Improving cancer therapy through unconventional strategies

In this thesis, I aimed to improve cancer therapy through rational and innovative/unconventional approaches. The adage “if you do what you did, you get what you got” is used to remind us that meaningful change often requires fundamentally different approaches. This also applies to cancer therapy, where for several decades the majority of novel cancer drugs have been developed as single-agent therapies and delivered to patients at maximum-tolerated-dose (MTD).

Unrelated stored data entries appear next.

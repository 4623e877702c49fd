//! Filter predicates for computation parameters
//!
//! Builds boolean predicate trees and keeps them minimal: nested applications
//! of the same combinator collapse into one n-ary node, everything else is
//! left as written.

use serde::{Deserialize, Serialize};
use std::fmt;
use std::ops::{BitAnd, BitOr, Not};

#[derive(Debug, Clone, PartialEq, Serialize, Deserialize)]
#[serde(rename_all = "snake_case")]
pub enum Filter {
    Condition(Condition),
    And(Vec<Filter>),
    Or(Vec<Filter>),
    Not(Box<Filter>),
}

#[derive(Debug, Clone, PartialEq, Serialize, Deserialize)]
pub struct Condition {
    pub field: String,
    pub op: Operator,
    pub value: FilterValue,
}

#[derive(Debug, Clone, Copy, PartialEq, Eq, Serialize, Deserialize)]
#[serde(rename_all = "snake_case")]
pub enum Operator {
    Eq,
    Ne,
    Gt,
    Ge,
    Lt,
    Le,
    Contains,
}

#[derive(Debug, Clone, PartialEq, Serialize, Deserialize)]
#[serde(untagged)]
pub enum FilterValue {
    String(String),
    Integer(i64),
    Number(f64),
    Boolean(bool),
    Null,
}

#[derive(Debug, Clone, Copy, PartialEq, Eq)]
enum Combinator {
    And,
    Or,
}

impl Filter {
    fn condition(field: impl Into<String>, op: Operator, value: impl Into<FilterValue>) -> Self {
        Self::Condition(Condition {
            field: field.into(),
            op,
            value: value.into(),
        })
    }

    // Comparison operators
    pub fn eq(field: impl Into<String>, value: impl Into<FilterValue>) -> Self {
        Self::condition(field, Operator::Eq, value)
    }

    pub fn ne(field: impl Into<String>, value: impl Into<FilterValue>) -> Self {
        Self::condition(field, Operator::Ne, value)
    }

    pub fn gt(field: impl Into<String>, value: impl Into<FilterValue>) -> Self {
        Self::condition(field, Operator::Gt, value)
    }

    pub fn ge(field: impl Into<String>, value: impl Into<FilterValue>) -> Self {
        Self::condition(field, Operator::Ge, value)
    }

    pub fn lt(field: impl Into<String>, value: impl Into<FilterValue>) -> Self {
        Self::condition(field, Operator::Lt, value)
    }

    pub fn le(field: impl Into<String>, value: impl Into<FilterValue>) -> Self {
        Self::condition(field, Operator::Le, value)
    }

    pub fn contains(field: impl Into<String>, value: impl Into<String>) -> Self {
        Self::condition(field, Operator::Contains, FilterValue::String(value.into()))
    }

    // Logical operators
    pub fn and(left: Filter, right: Filter) -> Self {
        Self::And(vec![left, right])
    }

    pub fn or(left: Filter, right: Filter) -> Self {
        Self::Or(vec![left, right])
    }

    pub fn all(filters: Vec<Filter>) -> Self {
        Self::And(filters)
    }

    pub fn any(filters: Vec<Filter>) -> Self {
        Self::Or(filters)
    }

    pub fn negate(filter: Filter) -> Self {
        Self::Not(Box::new(filter))
    }

    /// Flatten nested applications of the same combinator into a single
    /// n-ary node. `AND(AND(a, b), OR(c, d))` becomes `AND(a, b, OR(c, d))`.
    /// No other rewriting is done.
    pub fn normalize(&self) -> Filter {
        match self {
            Filter::Condition(condition) => Filter::Condition(condition.clone()),
            Filter::And(children) => Filter::And(flatten(children, Combinator::And)),
            Filter::Or(children) => Filter::Or(flatten(children, Combinator::Or)),
            Filter::Not(inner) => Filter::Not(Box::new(inner.normalize())),
        }
    }

    /// Infix rendering, e.g. `(status = 'done' AND size > 10)`
    pub fn to_expression(&self) -> String {
        match self {
            Filter::Condition(condition) => condition.to_string(),
            Filter::And(children) => join(children, " AND "),
            Filter::Or(children) => join(children, " OR "),
            Filter::Not(inner) => format!("NOT {}", inner.to_expression()),
        }
    }
}

fn flatten(children: &[Filter], combinator: Combinator) -> Vec<Filter> {
    let mut flat = Vec::with_capacity(children.len());
    for child in children {
        // children come back already flat, one level of splicing is enough
        match (combinator, child.normalize()) {
            (Combinator::And, Filter::And(nested)) | (Combinator::Or, Filter::Or(nested)) => {
                flat.extend(nested)
            }
            (_, other) => flat.push(other),
        }
    }
    flat
}

fn join(children: &[Filter], separator: &str) -> String {
    let parts: Vec<String> = children.iter().map(Filter::to_expression).collect();
    format!("({})", parts.join(separator))
}

impl fmt::Display for Filter {
    fn fmt(&self, f: &mut fmt::Formatter<'_>) -> fmt::Result {
        f.write_str(&self.to_expression())
    }
}

impl fmt::Display for Condition {
    fn fmt(&self, f: &mut fmt::Formatter<'_>) -> fmt::Result {
        let op = match self.op {
            Operator::Eq => "=",
            Operator::Ne => "!=",
            Operator::Gt => ">",
            Operator::Ge => ">=",
            Operator::Lt => "<",
            Operator::Le => "<=",
            Operator::Contains => "CONTAINS",
        };
        write!(f, "{} {} {}", self.field, op, self.value)
    }
}

impl fmt::Display for FilterValue {
    fn fmt(&self, f: &mut fmt::Formatter<'_>) -> fmt::Result {
        match self {
            FilterValue::String(s) => write!(f, "'{}'", s.replace('\'', "''")),
            FilterValue::Integer(i) => write!(f, "{}", i),
            FilterValue::Number(n) => write!(f, "{}", n),
            FilterValue::Boolean(b) => write!(f, "{}", b),
            FilterValue::Null => f.write_str("null"),
        }
    }
}

impl BitAnd for Filter {
    type Output = Filter;

    fn bitand(self, rhs: Filter) -> Filter {
        Filter::and(self, rhs)
    }
}

impl BitOr for Filter {
    type Output = Filter;

    fn bitor(self, rhs: Filter) -> Filter {
        Filter::or(self, rhs)
    }
}

impl Not for Filter {
    type Output = Filter;

    fn not(self) -> Filter {
        Filter::negate(self)
    }
}

// Convenient From implementations for FilterValue
impl From<String> for FilterValue {
    fn from(value: String) -> Self {
        FilterValue::String(value)
    }
}

impl From<&str> for FilterValue {
    fn from(value: &str) -> Self {
        FilterValue::String(value.to_string())
    }
}

impl From<f64> for FilterValue {
    fn from(value: f64) -> Self {
        FilterValue::Number(value)
    }
}

impl From<i64> for FilterValue {
    fn from(value: i64) -> Self {
        FilterValue::Integer(value)
    }
}

impl From<i32> for FilterValue {
    fn from(value: i32) -> Self {
        FilterValue::Integer(value as i64)
    }
}

impl From<bool> for FilterValue {
    fn from(value: bool) -> Self {
        FilterValue::Boolean(value)
    }
}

The main work of this thesis describes the development of a fundamentally different approach to treat cancer – called the Multiple Low Dose (MLD). Unlike conventional MTD regimens, where one drug is given at high dose, in the (unconventional) MLD regimen several drugs that act in the same signalling pathway are combined at low doses. This results in a lower chance of resistance as well as reduced toxicity. The promising pre-clinical data in mice suggest that MLD therapy could deliver clinical benefit in several types of cancer. However, testing all combinations experimentally, especially with the increasing number of cancer compounds is becoming an impossible task. To tackle this problem, we developed a mathematical model of signal transduction which we fed with data from perturbation experiments and showed that it’s possible to predict the best multi-drug combinations in silico. In this thesis I also developed a new fluorescent-based reporter to identify the acquisition of microsatellite instability by cancer cells in real-time, and showed that by optimizing Cas9 expression levels gene editing time can be reduced, which can improve performance of CRISPR based screening.